Richard WETZ (1875-1935)
Symphony No. 3 (1920-22)
Symphonisches Orchester Berlin/Erich Peter
Rec. Jesus-Christus-Kirche, Berlin-Dahlem, 28-31 Aug 1981, RIAS, Berlin DDD
originally issued on an Ars Musici LP in the early 1980s
Deutscher Romantiker series Volume 1
STERLING CDS1041-2 [58.46]

Richard Wetz’s name has sunk into musical oblivion, but the Silesian-born composer had won a small, but loyal, Central German following during his life. A series of desultory studies – with Jadassohn, Reinecke and Thuille – amounted to nothing, and it was only when he was taken up by Felix Weingartner that the solitary Wetz found a kindred spirit, though again it was not to flourish into a long-lasting friendship. Yet his music was performed by the magnetic Nikisch, remaining on the periphery of the contemporary German repertoire – orchestral as well as song repertoire.
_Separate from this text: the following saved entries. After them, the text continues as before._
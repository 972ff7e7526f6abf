// TUI module - Terminal User Interface
//
// Sets up the terminal, runs the event loop and restores the terminal on
// exit. The loop waits on keyboard input, a redraw tick, finished loads and
// name listings for the request bar.

pub mod app;
pub mod clipboard;
pub mod components;
pub mod scroll;
pub mod theme;
pub mod traits;
pub mod ui;

use crate::client::StructureClient;
use crate::config::Config;
use crate::logging::LogBuffer;
use crate::structure::StructureRequest;
use anyhow::{Context, Result};
use app::{App, LoadOutcome, NamesOutcome};
use crossterm::{
    event::{
        self, DisableMouseCapture, EnableMouseCapture, Event, KeyCode, KeyEvent, KeyEventKind,
        KeyModifiers, MouseEvent, MouseEventKind,
    },
    execute,
    terminal::{disable_raw_mode, enable_raw_mode, EnterAlternateScreen, LeaveAlternateScreen},
};
use ratatui::{backend::CrosstermBackend, Terminal};
use std::io;
use std::time::Duration;
use tokio::sync::mpsc;
use traits::{ComponentId, Handled};

/// Run the TUI until the user quits. With `initial`, that structure starts
/// loading immediately.
pub async fn run_tui(
    config: Config,
    log_buffer: LogBuffer,
    initial: Option<StructureRequest>,
) -> Result<()> {
    let client = StructureClient::new(&config).context("Failed to create API client")?;
    let (load_tx, mut load_rx) = mpsc::channel(16);
    let (names_tx, mut names_rx) = mpsc::channel(4);

    enable_raw_mode().context("Failed to enable raw mode")?;
    let mut stdout = io::stdout();
    execute!(stdout, EnterAlternateScreen, EnableMouseCapture)
        .context("Failed to setup terminal")?;
    let backend = CrosstermBackend::new(stdout);
    let mut terminal = Terminal::new(backend).context("Failed to create terminal")?;

    let mut app = App::new(&config, client, log_buffer, load_tx, names_tx);
    if let Some(request) = initial {
        app.start_load(request);
        app.focus = ComponentId::Tree;
    }
    app.request_names_if_needed();

    let result = run_event_loop(&mut terminal, &mut app, &mut load_rx, &mut names_rx).await;

    // Restore the terminal even if the loop failed
    disable_raw_mode().context("Failed to disable raw mode")?;
    execute!(
        terminal.backend_mut(),
        LeaveAlternateScreen,
        DisableMouseCapture
    )
    .context("Failed to restore terminal")?;
    terminal.show_cursor().context("Failed to show cursor")?;

    result
}

/// Main event loop
///
/// Waits on four sources with `tokio::select!`:
/// 1. Keyboard/mouse input
/// 2. Redraw tick (spinner, toast expiry)
/// 3. Finished structure loads
/// 4. Name listings for the request bar
async fn run_event_loop(
    terminal: &mut Terminal<CrosstermBackend<io::Stdout>>,
    app: &mut App,
    load_rx: &mut mpsc::Receiver<LoadOutcome>,
    names_rx: &mut mpsc::Receiver<NamesOutcome>,
) -> Result<()> {
    let mut tick_interval = tokio::time::interval(Duration::from_millis(200));

    loop {
        terminal
            .draw(|f| ui::draw(f, app))
            .context("Failed to draw terminal")?;

        tokio::select! {
            _ = async {
                if event::poll(Duration::from_millis(10)).unwrap_or(false) {
                    match event::read() {
                        Ok(Event::Key(key_event)) => handle_key_event(app, key_event),
                        Ok(Event::Mouse(mouse_event)) => handle_mouse_event(app, mouse_event),
                        _ => {}
                    }
                }
            } => {}

            _ = tick_interval.tick() => {
                app.tick();
            }

            Some(outcome) = load_rx.recv() => {
                app.on_load_finished(outcome);
            }

            Some(outcome) = names_rx.recv() => {
                app.on_names_loaded(outcome);
            }
        }

        if app.should_quit {
            break;
        }
    }

    Ok(())
}

/// Layered dispatch: request bar text entry → global keys → focused panel
fn handle_key_event(app: &mut App, key_event: KeyEvent) {
    if key_event.kind != KeyEventKind::Press {
        return;
    }

    // Ctrl+C always quits, even while typing a name
    if key_event.code == KeyCode::Char('c') && key_event.modifiers.contains(KeyModifiers::CONTROL)
    {
        app.should_quit = true;
        return;
    }

    // Layer 1: the request bar owns printable keys while focused
    if app.focus == ComponentId::RequestBar && handle_request_bar_keys(app, &key_event) {
        return;
    }

    // Layer 2: global keys
    if handle_global_keys(app, &key_event) {
        return;
    }

    // Layer 3: focused panel
    app.dispatch_to_focused(key_event);
}

fn handle_request_bar_keys(app: &mut App, key_event: &KeyEvent) -> bool {
    match key_event.code {
        KeyCode::Enter => {
            app.submit_request();
            true
        }
        KeyCode::Esc => {
            app.focus = ComponentId::Tree;
            true
        }
        KeyCode::Tab => false,
        _ => app.dispatch_to_focused(*key_event).was_handled(),
    }
}

/// Returns true if handled
fn handle_global_keys(app: &mut App, key_event: &KeyEvent) -> bool {
    match key_event.code {
        KeyCode::Char('q') | KeyCode::Char('Q') => app.should_quit = true,
        KeyCode::Char('r') | KeyCode::F(5) => app.reload(),
        KeyCode::Char('y') => app.copy_focused(),
        KeyCode::Char('E') => app.expand_all(),
        KeyCode::Char('C') => app.collapse_all(),
        KeyCode::Char('/') => app.focus = ComponentId::RequestBar,
        KeyCode::Tab => app.focus_next(),
        KeyCode::BackTab => app.focus_prev(),
        _ => return false,
    }
    true
}

/// Wheel scrolling goes to the focused panel as Up/Down
fn handle_mouse_event(app: &mut App, mouse_event: MouseEvent) {
    let code = match mouse_event.kind {
        MouseEventKind::ScrollUp => KeyCode::Up,
        MouseEventKind::ScrollDown => KeyCode::Down,
        _ => return,
    };
    if app.dispatch_to_focused(KeyEvent::new(code, KeyModifiers::NONE)) == Handled::No {
        tracing::trace!("Scroll ignored by {:?}", app.focus);
    }
}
It was Finnish composer Yrjö Kilpinen, who said of Wetz’s Third Symphony: “What a masterpiece! I can’t understand the Germans; why don’t they perform this music?” One answer may be that Austro-Germans already have a composer, whose symphonic music is predicated on similar lines to that of Wetz and he’s called Bruckner. Wetz’s Third Symphony is a kind of Brucknerian palimpsest, an hour-long traversal of the symphonic soul that embraces great richness and depth. It embraces Lisztian procedure, too, lest it be thought that Wetz is a mere Bruckner epigone. Yet those incendiary brass cells are so reflective of Brucknerian procedure that it adds a new element to one’s appreciation of Wetz’s isolationist position in German compositional life.
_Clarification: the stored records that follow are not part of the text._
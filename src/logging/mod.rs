// Logging module - tracing setup and in-memory log capture
//
// In TUI mode log events go to a bounded buffer that the log strip renders,
// so nothing writes through the alternate screen. Headless commands log to
// stderr. Either mode can additionally write JSON logs to rotating files.

use crate::config::{LogRotation, LoggingConfig};
use chrono::{DateTime, Utc};
use std::collections::VecDeque;
use std::sync::{Arc, Mutex};
use tracing::{Level, Metadata, Subscriber};
use tracing_appender::non_blocking::WorkerGuard;
use tracing_subscriber::layer::Context;
use tracing_subscriber::{layer::SubscriberExt, util::SubscriberInitExt, EnvFilter, Layer};

/// Maximum number of log entries to keep in memory
const MAX_LOG_ENTRIES: usize = 1000;

/// A single log entry captured from tracing
#[derive(Debug, Clone)]
pub struct LogEntry {
    pub timestamp: DateTime<Utc>,
    pub level: LogLevel,
    pub target: String,
    pub message: String,
}

#[derive(Debug, Clone, Copy, PartialEq, Eq)]
pub enum LogLevel {
    Error,
    Warn,
    Info,
    Debug,
    Trace,
}

impl From<&Level> for LogLevel {
    fn from(level: &Level) -> Self {
        match *level {
            Level::ERROR => LogLevel::Error,
            Level::WARN => LogLevel::Warn,
            Level::INFO => LogLevel::Info,
            Level::DEBUG => LogLevel::Debug,
            Level::TRACE => LogLevel::Trace,
        }
    }
}

impl LogLevel {
    pub fn as_str(&self) -> &str {
        match self {
            LogLevel::Error => "ERROR",
            LogLevel::Warn => "WARN",
            LogLevel::Info => "INFO",
            LogLevel::Debug => "DEBUG",
            LogLevel::Trace => "TRACE",
        }
    }
}

/// In-memory log buffer with bounded size (ring buffer)
#[derive(Clone)]
pub struct LogBuffer {
    entries: Arc<Mutex<VecDeque<LogEntry>>>,
}

impl LogBuffer {
    pub fn new() -> Self {
        Self {
            entries: Arc::new(Mutex::new(VecDeque::with_capacity(MAX_LOG_ENTRIES))),
        }
    }

    /// Add a log entry, dropping the oldest one when full
    pub fn add(&self, entry: LogEntry) {
        let Ok(mut entries) = self.entries.lock() else {
            return;
        };
        if entries.len() >= MAX_LOG_ENTRIES {
            entries.pop_front();
        }
        entries.push_back(entry);
    }

    /// The newest `n` entries, oldest first
    pub fn tail(&self, n: usize) -> Vec<LogEntry> {
        let Ok(entries) = self.entries.lock() else {
            return Vec::new();
        };
        let skip = entries.len().saturating_sub(n);
        entries.iter().skip(skip).cloned().collect()
    }

    pub fn len(&self) -> usize {
        self.entries.lock().map(|e| e.len()).unwrap_or(0)
    }

    pub fn is_empty(&self) -> bool {
        self.len() == 0
    }
}

impl Default for LogBuffer {
    fn default() -> Self {
        Self::new()
    }
}

/// Tracing layer that captures events into a [`LogBuffer`]
pub struct TuiLogLayer {
    buffer: LogBuffer,
}

impl TuiLogLayer {
    pub fn new(buffer: LogBuffer) -> Self {
        Self { buffer }
    }
}

impl<S> Layer<S> for TuiLogLayer
where
    S: Subscriber,
{
    fn on_event(&self, event: &tracing::Event<'_>, _ctx: Context<'_, S>) {
        let metadata = event.metadata();

        let mut message = String::new();
        event.record(&mut MessageVisitor(&mut message));

        self.buffer.add(LogEntry {
            timestamp: Utc::now(),
            level: LogLevel::from(metadata.level()),
            target: metadata.target().to_string(),
            message,
        });
    }

    fn enabled(&self, _metadata: &Metadata<'_>, _ctx: Context<'_, S>) -> bool {
        // Filtering happens at subscriber level
        true
    }
}

/// Visitor to extract the message (and any extra fields) from a tracing event
struct MessageVisitor<'a>(&'a mut String);

impl tracing::field::Visit for MessageVisitor<'_> {
    fn record_str(&mut self, field: &tracing::field::Field, value: &str) {
        if field.name() == "message" {
            self.0.insert_str(0, value);
        } else {
            self.0.push_str(&format!(" {}={}", field.name(), value));
        }
    }

    fn record_debug(&mut self, field: &tracing::field::Field, value: &dyn std::fmt::Debug) {
        if field.name() == "message" {
            self.0.insert_str(0, &format!("{:?}", value));
        } else {
            self.0.push_str(&format!(" {}={:?}", field.name(), value));
        }
    }
}

// ─────────────────────────────────────────────────────────────────────────────
// Subscriber setup
// ─────────────────────────────────────────────────────────────────────────────

/// Install the global subscriber.
///
/// Precedence for the filter: RUST_LOG env var > config file > "info".
/// With `tui` set, events are captured into `buffer`; otherwise they go to
/// stderr. The returned guard must outlive the program so file logs flush.
pub fn init(config: &LoggingConfig, tui: bool, buffer: &LogBuffer) -> Option<WorkerGuard> {
    let default_filter = format!("structview={}", config.level);
    let filter = EnvFilter::try_from_default_env().unwrap_or_else(|_| default_filter.into());

    let (file_layer, guard) = match file_writer(config) {
        Some((writer, guard)) => (
            Some(
                tracing_subscriber::fmt::layer()
                    .json()
                    .with_writer(writer)
                    .with_ansi(false),
            ),
            Some(guard),
        ),
        None => (None, None),
    };

    let capture = tui.then(|| TuiLogLayer::new(buffer.clone()));
    let stderr = (!tui).then(|| tracing_subscriber::fmt::layer().with_writer(std::io::stderr));

    // try_init: tests and repeated calls must not panic on an existing subscriber
    let _ = tracing_subscriber::registry()
        .with(filter)
        .with(capture)
        .with(stderr)
        .with(file_layer)
        .try_init();

    guard
}

/// Non-blocking rolling file writer, if file logging is enabled and the
/// directory is usable
fn file_writer(
    config: &LoggingConfig,
) -> Option<(tracing_appender::non_blocking::NonBlocking, WorkerGuard)> {
    if !config.file_enabled {
        return None;
    }

    if let Err(e) = std::fs::create_dir_all(&config.file_dir) {
        eprintln!(
            "Warning: Could not create log directory {:?}: {}",
            config.file_dir, e
        );
        return None;
    }

    let appender = match config.file_rotation {
        LogRotation::Hourly => {
            tracing_appender::rolling::hourly(&config.file_dir, &config.file_prefix)
        }
        LogRotation::Daily => tracing_appender::rolling::daily(&config.file_dir, &config.file_prefix),
        LogRotation::Never => tracing_appender::rolling::never(&config.file_dir, &config.file_prefix),
    };

    Some(tracing_appender::non_blocking(appender))
}

#[cfg(test)]
mod tests {
    use super::*;

    fn entry(message: &str) -> LogEntry {
        LogEntry {
            timestamp: Utc::now(),
            level: LogLevel::Info,
            target: "structview".to_string(),
            message: message.to_string(),
        }
    }

    #[test]
    fn test_buffer_is_bounded() {
        let buffer = LogBuffer::new();
        for i in 0..(MAX_LOG_ENTRIES + 5) {
            buffer.add(entry(&format!("line {}", i)));
        }
        assert_eq!(buffer.len(), MAX_LOG_ENTRIES);

        let tail = buffer.tail(1);
        assert_eq!(tail[0].message, format!("line {}", MAX_LOG_ENTRIES + 4));
    }

    #[test]
    fn test_tail_returns_oldest_first() {
        let buffer = LogBuffer::new();
        buffer.add(entry("a"));
        buffer.add(entry("b"));
        buffer.add(entry("c"));

        let messages: Vec<_> = buffer.tail(2).into_iter().map(|e| e.message).collect();
        assert_eq!(messages, vec!["b", "c"]);
        assert_eq!(buffer.tail(10).len(), 3);
    }

    #[test]
    fn test_layer_captures_message_and_fields() {
        let buffer = LogBuffer::new();
        let subscriber = tracing_subscriber::registry().with(TuiLogLayer::new(buffer.clone()));

        tracing::subscriber::with_default(subscriber, || {
            tracing::warn!(address = "0.1", "duplicate node id");
        });

        let captured = buffer.tail(1);
        assert_eq!(captured.len(), 1);
        assert_eq!(captured[0].level, LogLevel::Warn);
        assert_eq!(captured[0].message, "duplicate node id address=0.1");
    }

    #[test]
    fn test_file_logging_disabled_yields_no_writer() {
        let config = LoggingConfig::default();
        assert!(file_writer(&config).is_none());
    }
}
His slow movement is, in effect, a trauerlieder, richly upholstered, flowing out into rapt expressive density – though replete with moments of deft orchestration when section principals form a kind of chamber music sanctuary from the often overheated furnace of Brucknerian devotion. Wetz finally reaches B major in the Scherzo, boisterous, even Tchaikovskian in places with a contrastingly relaxed B section. In the finale, he revisits thematic material from earlier in the symphony, forging unity, generating a kind of cohesion that only a composer well versed in the metier and ethos could achieve. If Wetz were a mere musical mechanic, the listener would have been bored by now. It’s instead a tribute to his abilities that he generates a sense of coherence and logic alongside the monumental in this work. It may seem anachronistic to have written a symphony such as this between 1920 and 1922, but no more so than, say, Edmund Rubbra’s symphonies are “anachronistic”.

Erich Peter directs the forces of the Berlin Symphony with directness, power and acumen. Though this recording dates from 1981 it still serves as a testament to Wetz’s indomitable singularity of vision and his belief in symphonic verities.